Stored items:

___

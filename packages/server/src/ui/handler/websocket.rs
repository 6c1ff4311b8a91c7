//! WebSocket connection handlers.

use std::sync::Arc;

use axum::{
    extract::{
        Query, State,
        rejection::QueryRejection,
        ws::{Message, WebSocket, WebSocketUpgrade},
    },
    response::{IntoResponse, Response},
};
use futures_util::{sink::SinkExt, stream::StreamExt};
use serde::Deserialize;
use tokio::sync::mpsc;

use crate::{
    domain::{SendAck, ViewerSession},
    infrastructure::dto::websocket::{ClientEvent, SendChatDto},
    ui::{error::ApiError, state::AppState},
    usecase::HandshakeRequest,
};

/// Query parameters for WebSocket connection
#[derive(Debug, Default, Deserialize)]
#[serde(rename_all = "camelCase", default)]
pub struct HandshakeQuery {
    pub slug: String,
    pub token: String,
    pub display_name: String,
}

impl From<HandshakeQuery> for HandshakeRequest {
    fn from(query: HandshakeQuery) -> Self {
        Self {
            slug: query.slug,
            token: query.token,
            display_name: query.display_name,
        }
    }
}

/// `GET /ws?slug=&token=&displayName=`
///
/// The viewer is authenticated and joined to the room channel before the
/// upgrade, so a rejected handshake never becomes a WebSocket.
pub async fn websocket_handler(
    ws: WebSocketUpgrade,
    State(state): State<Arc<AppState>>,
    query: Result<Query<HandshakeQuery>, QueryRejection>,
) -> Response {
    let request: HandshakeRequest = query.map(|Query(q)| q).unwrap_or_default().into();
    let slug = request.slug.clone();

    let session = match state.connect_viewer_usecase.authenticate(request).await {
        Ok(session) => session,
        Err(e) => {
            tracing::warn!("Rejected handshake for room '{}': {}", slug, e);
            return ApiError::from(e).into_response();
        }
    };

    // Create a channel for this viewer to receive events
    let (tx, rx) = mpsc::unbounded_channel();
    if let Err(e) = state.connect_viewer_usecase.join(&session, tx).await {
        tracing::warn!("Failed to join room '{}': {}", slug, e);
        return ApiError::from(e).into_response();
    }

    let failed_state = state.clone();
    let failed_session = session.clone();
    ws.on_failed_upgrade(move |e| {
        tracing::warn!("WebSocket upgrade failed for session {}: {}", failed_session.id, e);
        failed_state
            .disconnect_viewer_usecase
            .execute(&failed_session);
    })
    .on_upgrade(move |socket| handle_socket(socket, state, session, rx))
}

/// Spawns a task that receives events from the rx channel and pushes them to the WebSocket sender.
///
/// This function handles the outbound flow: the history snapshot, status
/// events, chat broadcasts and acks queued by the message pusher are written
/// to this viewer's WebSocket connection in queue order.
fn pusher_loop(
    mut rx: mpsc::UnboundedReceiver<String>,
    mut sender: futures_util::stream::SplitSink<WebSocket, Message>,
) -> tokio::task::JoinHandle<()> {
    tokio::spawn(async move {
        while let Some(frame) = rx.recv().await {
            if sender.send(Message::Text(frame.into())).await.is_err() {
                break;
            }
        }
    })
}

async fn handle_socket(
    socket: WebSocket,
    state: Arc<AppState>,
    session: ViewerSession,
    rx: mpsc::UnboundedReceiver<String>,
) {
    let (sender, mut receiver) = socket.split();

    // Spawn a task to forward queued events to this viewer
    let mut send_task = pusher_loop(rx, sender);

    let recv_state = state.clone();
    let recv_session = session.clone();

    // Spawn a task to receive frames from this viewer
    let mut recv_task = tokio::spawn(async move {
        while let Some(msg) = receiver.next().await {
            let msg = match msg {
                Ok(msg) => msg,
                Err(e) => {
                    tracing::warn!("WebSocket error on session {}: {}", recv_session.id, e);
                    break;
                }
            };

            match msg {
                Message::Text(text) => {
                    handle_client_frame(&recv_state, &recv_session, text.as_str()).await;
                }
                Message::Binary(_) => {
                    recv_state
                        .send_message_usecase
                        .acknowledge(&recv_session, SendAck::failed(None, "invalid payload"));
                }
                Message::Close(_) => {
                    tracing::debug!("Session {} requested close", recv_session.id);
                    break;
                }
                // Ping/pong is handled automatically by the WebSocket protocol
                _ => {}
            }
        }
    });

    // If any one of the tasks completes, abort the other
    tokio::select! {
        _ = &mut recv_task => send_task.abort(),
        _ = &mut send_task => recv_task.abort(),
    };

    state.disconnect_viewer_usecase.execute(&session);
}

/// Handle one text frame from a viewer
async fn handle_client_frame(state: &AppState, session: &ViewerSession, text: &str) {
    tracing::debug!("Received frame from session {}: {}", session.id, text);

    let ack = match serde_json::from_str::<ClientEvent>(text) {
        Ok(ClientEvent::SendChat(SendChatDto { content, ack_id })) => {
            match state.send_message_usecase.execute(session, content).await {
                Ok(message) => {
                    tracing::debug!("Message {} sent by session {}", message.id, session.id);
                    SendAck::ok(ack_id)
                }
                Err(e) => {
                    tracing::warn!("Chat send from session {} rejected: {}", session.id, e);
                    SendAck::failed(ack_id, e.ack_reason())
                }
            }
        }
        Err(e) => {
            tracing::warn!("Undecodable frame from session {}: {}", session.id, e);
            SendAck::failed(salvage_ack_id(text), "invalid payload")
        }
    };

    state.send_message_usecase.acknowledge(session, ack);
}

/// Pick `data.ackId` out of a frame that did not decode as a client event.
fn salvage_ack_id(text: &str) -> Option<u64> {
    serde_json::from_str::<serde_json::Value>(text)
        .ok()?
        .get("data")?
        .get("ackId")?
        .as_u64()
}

___

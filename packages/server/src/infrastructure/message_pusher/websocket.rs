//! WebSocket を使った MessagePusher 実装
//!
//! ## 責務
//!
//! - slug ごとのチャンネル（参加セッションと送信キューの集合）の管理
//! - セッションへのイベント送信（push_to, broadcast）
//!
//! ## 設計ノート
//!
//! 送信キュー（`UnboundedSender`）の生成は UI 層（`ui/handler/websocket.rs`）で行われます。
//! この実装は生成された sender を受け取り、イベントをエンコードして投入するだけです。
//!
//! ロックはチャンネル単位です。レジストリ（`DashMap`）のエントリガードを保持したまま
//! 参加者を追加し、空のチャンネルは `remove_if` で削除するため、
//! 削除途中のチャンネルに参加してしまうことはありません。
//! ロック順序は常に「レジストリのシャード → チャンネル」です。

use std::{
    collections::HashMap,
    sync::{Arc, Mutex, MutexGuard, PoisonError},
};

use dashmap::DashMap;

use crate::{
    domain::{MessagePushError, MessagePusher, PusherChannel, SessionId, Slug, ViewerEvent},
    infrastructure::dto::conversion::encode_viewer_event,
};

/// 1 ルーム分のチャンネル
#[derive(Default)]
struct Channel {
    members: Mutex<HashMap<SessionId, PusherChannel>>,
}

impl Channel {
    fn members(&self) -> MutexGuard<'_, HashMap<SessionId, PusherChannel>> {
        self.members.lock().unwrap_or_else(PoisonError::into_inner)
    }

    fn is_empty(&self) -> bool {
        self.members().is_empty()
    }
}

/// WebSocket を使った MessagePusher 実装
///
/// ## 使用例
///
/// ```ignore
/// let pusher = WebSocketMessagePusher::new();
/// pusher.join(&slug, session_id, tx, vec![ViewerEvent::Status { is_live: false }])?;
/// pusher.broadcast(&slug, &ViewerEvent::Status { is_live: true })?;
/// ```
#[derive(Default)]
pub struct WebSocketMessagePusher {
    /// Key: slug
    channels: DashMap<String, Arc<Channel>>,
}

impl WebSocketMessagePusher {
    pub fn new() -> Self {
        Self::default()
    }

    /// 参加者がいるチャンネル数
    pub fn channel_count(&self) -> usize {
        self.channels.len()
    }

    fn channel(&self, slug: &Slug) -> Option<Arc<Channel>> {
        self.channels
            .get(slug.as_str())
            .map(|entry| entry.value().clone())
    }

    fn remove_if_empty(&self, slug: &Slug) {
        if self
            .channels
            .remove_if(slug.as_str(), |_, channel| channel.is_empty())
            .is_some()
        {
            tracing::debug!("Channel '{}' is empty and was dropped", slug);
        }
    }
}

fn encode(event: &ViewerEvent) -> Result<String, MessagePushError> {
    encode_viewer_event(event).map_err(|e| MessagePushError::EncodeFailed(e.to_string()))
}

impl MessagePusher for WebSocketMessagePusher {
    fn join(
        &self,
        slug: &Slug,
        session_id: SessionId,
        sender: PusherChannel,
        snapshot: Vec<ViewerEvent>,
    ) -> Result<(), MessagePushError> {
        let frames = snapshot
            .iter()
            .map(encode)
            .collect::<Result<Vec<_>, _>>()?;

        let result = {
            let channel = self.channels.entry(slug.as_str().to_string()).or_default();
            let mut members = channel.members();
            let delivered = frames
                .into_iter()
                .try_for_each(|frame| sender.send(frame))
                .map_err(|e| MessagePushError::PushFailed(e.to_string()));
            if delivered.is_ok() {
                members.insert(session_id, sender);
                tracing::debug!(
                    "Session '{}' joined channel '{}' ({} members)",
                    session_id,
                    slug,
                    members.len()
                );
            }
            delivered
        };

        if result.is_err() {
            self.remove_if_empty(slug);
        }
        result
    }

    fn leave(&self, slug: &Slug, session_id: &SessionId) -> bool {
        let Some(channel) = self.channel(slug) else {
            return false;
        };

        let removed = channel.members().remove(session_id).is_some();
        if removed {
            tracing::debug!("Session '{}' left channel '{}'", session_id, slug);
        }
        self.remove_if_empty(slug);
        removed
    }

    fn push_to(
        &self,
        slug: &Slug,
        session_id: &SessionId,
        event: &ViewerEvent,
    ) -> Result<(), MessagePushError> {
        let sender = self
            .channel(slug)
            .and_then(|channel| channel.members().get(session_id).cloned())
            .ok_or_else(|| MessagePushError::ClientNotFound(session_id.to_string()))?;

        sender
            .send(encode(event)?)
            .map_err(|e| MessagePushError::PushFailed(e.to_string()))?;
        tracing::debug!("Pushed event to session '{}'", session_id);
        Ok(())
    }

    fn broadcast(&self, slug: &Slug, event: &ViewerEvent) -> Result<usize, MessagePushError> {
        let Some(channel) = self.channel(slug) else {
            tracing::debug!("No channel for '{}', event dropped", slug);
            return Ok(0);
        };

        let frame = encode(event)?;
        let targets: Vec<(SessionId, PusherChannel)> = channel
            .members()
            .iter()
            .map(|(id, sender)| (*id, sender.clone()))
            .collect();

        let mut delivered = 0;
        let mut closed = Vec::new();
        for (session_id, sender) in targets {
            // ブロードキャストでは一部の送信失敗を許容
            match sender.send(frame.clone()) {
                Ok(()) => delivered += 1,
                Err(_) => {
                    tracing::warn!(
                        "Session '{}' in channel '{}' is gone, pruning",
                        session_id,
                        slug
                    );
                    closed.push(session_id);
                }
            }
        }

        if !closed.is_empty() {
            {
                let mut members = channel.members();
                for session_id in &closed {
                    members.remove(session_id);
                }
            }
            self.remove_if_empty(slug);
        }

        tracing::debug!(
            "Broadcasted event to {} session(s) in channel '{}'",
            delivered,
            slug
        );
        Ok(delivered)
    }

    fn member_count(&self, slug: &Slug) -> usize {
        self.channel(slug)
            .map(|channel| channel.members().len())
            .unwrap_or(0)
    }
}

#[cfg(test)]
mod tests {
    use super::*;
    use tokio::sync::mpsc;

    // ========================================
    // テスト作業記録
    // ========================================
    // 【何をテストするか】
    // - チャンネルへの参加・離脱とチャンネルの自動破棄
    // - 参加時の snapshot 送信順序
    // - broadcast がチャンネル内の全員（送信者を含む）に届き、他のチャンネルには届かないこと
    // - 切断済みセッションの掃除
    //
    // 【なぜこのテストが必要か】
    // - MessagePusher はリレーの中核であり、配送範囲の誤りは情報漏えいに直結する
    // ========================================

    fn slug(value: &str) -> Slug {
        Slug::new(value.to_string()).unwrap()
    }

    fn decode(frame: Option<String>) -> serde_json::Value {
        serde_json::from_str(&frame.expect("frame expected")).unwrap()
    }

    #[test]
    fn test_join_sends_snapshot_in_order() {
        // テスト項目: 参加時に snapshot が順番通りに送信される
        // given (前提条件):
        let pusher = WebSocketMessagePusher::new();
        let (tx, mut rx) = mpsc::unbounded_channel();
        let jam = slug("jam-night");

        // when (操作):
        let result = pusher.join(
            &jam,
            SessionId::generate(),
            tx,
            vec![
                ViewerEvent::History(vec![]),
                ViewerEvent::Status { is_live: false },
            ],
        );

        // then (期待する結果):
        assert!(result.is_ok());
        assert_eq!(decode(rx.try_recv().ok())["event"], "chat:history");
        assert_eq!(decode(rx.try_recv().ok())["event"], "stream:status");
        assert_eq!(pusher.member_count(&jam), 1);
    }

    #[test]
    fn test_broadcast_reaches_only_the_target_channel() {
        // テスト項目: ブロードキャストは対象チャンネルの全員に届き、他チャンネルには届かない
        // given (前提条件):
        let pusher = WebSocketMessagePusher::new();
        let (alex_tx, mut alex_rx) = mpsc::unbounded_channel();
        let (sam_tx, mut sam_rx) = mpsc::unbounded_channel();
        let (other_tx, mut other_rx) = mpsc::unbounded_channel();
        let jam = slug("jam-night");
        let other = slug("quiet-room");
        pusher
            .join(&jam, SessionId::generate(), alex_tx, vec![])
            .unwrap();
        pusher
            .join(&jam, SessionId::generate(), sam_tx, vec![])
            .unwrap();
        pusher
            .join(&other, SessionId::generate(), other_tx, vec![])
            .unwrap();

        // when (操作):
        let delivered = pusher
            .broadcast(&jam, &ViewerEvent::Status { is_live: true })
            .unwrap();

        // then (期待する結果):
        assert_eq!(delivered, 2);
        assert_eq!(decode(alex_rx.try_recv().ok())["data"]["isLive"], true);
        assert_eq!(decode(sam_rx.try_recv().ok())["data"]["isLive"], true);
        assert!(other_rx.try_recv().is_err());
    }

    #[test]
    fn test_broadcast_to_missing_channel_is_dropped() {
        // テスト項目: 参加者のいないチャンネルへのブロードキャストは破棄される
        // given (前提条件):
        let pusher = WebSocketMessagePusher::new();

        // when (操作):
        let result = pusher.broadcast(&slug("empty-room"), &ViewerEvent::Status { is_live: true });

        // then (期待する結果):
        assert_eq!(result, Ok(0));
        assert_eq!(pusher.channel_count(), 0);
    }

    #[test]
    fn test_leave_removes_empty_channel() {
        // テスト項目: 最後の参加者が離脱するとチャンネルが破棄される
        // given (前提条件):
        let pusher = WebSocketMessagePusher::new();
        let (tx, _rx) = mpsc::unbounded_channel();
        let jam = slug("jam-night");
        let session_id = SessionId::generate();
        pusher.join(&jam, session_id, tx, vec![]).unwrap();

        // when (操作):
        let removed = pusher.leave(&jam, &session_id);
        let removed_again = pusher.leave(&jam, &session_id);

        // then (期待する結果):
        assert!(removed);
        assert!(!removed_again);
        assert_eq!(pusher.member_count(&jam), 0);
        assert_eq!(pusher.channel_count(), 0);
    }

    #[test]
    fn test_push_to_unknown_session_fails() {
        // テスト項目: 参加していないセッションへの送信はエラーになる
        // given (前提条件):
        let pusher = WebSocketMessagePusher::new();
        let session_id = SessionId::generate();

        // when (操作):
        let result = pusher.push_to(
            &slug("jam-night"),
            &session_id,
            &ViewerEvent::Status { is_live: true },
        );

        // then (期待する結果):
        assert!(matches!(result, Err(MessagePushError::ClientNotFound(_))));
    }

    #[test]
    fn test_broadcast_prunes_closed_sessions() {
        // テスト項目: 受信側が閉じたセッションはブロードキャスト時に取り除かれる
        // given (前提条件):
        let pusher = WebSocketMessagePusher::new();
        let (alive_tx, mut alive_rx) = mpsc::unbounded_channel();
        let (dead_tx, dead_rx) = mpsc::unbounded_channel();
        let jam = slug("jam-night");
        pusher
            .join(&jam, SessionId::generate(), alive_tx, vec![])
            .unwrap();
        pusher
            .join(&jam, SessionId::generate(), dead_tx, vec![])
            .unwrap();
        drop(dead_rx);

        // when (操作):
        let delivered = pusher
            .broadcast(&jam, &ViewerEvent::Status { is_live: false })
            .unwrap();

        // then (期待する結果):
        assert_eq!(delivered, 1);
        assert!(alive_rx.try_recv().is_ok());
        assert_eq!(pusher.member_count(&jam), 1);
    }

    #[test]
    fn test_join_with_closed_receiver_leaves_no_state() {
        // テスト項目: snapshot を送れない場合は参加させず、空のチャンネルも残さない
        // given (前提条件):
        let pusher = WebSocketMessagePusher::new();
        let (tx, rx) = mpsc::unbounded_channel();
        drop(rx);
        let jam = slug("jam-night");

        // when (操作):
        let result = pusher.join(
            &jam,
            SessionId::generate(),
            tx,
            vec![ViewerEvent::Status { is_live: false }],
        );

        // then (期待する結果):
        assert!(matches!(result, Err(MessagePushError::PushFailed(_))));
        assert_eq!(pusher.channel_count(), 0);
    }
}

___

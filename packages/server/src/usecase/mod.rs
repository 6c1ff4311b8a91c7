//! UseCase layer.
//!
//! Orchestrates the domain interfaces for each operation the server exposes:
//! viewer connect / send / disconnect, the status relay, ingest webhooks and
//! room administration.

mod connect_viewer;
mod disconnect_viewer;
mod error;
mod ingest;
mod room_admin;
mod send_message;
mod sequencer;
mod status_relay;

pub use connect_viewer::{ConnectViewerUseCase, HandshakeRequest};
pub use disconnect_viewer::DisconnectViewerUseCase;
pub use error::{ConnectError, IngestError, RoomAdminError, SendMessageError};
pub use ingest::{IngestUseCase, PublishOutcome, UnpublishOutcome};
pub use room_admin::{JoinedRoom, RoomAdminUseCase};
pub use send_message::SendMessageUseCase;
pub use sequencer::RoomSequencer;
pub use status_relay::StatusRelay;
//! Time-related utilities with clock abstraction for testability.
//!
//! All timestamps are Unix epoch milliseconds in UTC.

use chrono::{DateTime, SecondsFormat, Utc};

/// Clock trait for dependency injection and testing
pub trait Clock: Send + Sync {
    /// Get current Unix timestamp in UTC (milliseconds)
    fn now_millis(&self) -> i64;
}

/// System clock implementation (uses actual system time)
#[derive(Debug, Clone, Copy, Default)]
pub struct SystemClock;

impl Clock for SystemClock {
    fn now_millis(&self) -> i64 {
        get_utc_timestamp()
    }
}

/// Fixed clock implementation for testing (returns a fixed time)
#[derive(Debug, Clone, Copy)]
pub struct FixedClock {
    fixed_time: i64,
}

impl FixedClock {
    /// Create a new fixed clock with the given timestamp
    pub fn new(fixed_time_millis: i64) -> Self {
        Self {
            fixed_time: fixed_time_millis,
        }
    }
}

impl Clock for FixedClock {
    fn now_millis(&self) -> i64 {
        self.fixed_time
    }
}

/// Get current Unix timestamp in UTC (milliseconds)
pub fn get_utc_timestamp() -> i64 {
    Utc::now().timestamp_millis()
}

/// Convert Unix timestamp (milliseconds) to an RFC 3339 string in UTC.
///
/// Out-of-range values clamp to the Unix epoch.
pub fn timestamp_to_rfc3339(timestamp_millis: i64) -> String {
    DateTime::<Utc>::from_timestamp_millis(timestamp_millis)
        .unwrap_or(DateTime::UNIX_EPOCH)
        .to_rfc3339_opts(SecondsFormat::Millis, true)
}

___

[Activity]
Scan the entries and show every line in which the word "connection" is found.

[Result of this task]
//! WebSocket connection handlers.
/// Query parameters for WebSocket connection
/// to this viewer's WebSocket connection in queue order.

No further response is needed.